The Dispossessed

The Dispossessed
Cover of first edition (hardcover)
AuthorUrsula K. Le Guin
Cover artistFred Winkowski
LanguageEnglish
SeriesThe Hainish Cycle
GenreScience fiction
Published1974 (Harper & Row)
Publication placeUnited States
Media typePrint (hardcover and paperback)
Pages341 (first edition)
AwardsLocus Award for Best Novel (1975)
ISBN0-06-012563-2 (first edition, hardcover)
OCLC800587
Preceded byThe Word for World is Forest 
Followed byFour Ways to Forgiveness 

The Dispossessed (subtitled An Ambiguous Utopia) is a 1974 utopian science fiction novel by American writer Ursula K. Le Guin, one of her seven Hainish Cycle novels. It is one of a small number of books to win all three Hugo, Locus and Nebula Awards for Best Novel.[1] It achieved a degree of literary recognition unusual for science fiction due to its exploration of themes such as anarchism and revolutionary societies, capitalism, utopia, individualism, and collectivism.
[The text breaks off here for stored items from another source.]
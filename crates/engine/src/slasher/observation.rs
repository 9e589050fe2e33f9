//! Penalties for not observing.

use custody_primitives::types::BlockHeight;
use tracing::debug;

use crate::{
    context::CustodyCtx,
    errors::EngineResult,
    store::CustodyStore,
    validators::PointKind,
    voter::machine::ObservationVoter,
};

impl CustodyCtx<'_> {
    /// Penalizes every eligible active validator that did not sign a transaction which reached
    /// consensus exactly `window` blocks ago.
    pub fn penalize_lack_of_observation(&mut self, window: u64) -> EngineResult<()> {
        let Some(consensus_height) = self.height.checked_sub(window) else {
            return Ok(());
        };
        let penalty = self.params.lack_of_observation_penalty;
        if penalty == 0 {
            return Ok(());
        }

        for tx_id in self.store().consensus_at(consensus_height)? {
            let voters = [
                self.store().voter(&tx_id)?,
                self.store().outbound_voter(&tx_id)?,
            ];
            for voter in voters.into_iter().flatten() {
                if voter.state().consensus_height() != Some(consensus_height) {
                    continue;
                }
                self.penalize_missing_signers(&voter, consensus_height, penalty)?;
            }
        }

        Ok(())
    }

    fn penalize_missing_signers(
        &mut self,
        voter: &ObservationVoter,
        consensus_height: BlockHeight,
        penalty: u64,
    ) -> EngineResult<()> {
        let height = self.height;
        let missing: Vec<_> = self
            .store()
            .active_validators()?
            .into_iter()
            .filter(|v| {
                !voter.is_signer(&v.address)
                    && !v.is_jailed(height)
                    && v.active_since <= consensus_height
            })
            .map(|v| v.address)
            .collect();

        for node in &missing {
            debug!(%node, tx_id = %voter.tx_id(), "validator did not observe transaction");
            self.add_slash_points(node, PointKind::Observation, penalty, "lack of observation")?;
        }

        Ok(())
    }
}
It features the development of the mathematical theory underlying a fictional ansible, a device capable of faster-than-light communication (it can send messages without delay, even between star systems) that plays a critical role in the Hainish Cycle. The invention of the ansible places the novel first in the internal chronology of the Hainish Cycle, although it was the fifth published.[2]

  1. ^ "Ursula K. Le Guin Awards". Science Fiction Awards Database. Locus Science Fiction Foundation. Retrieved 2021-09-24.
  2. ^ In The Word for World is Forest, a newly created ansible is brought to Athshe, a planet being settled by Earth-humans. In other tales in the Hainish Cycle, an ansible already exists. The word "ansible" was coined in Rocannon's World (first in order of publication but third in internal chronology), where it is central to the plot, and became an important concept throughout the realm of science fiction.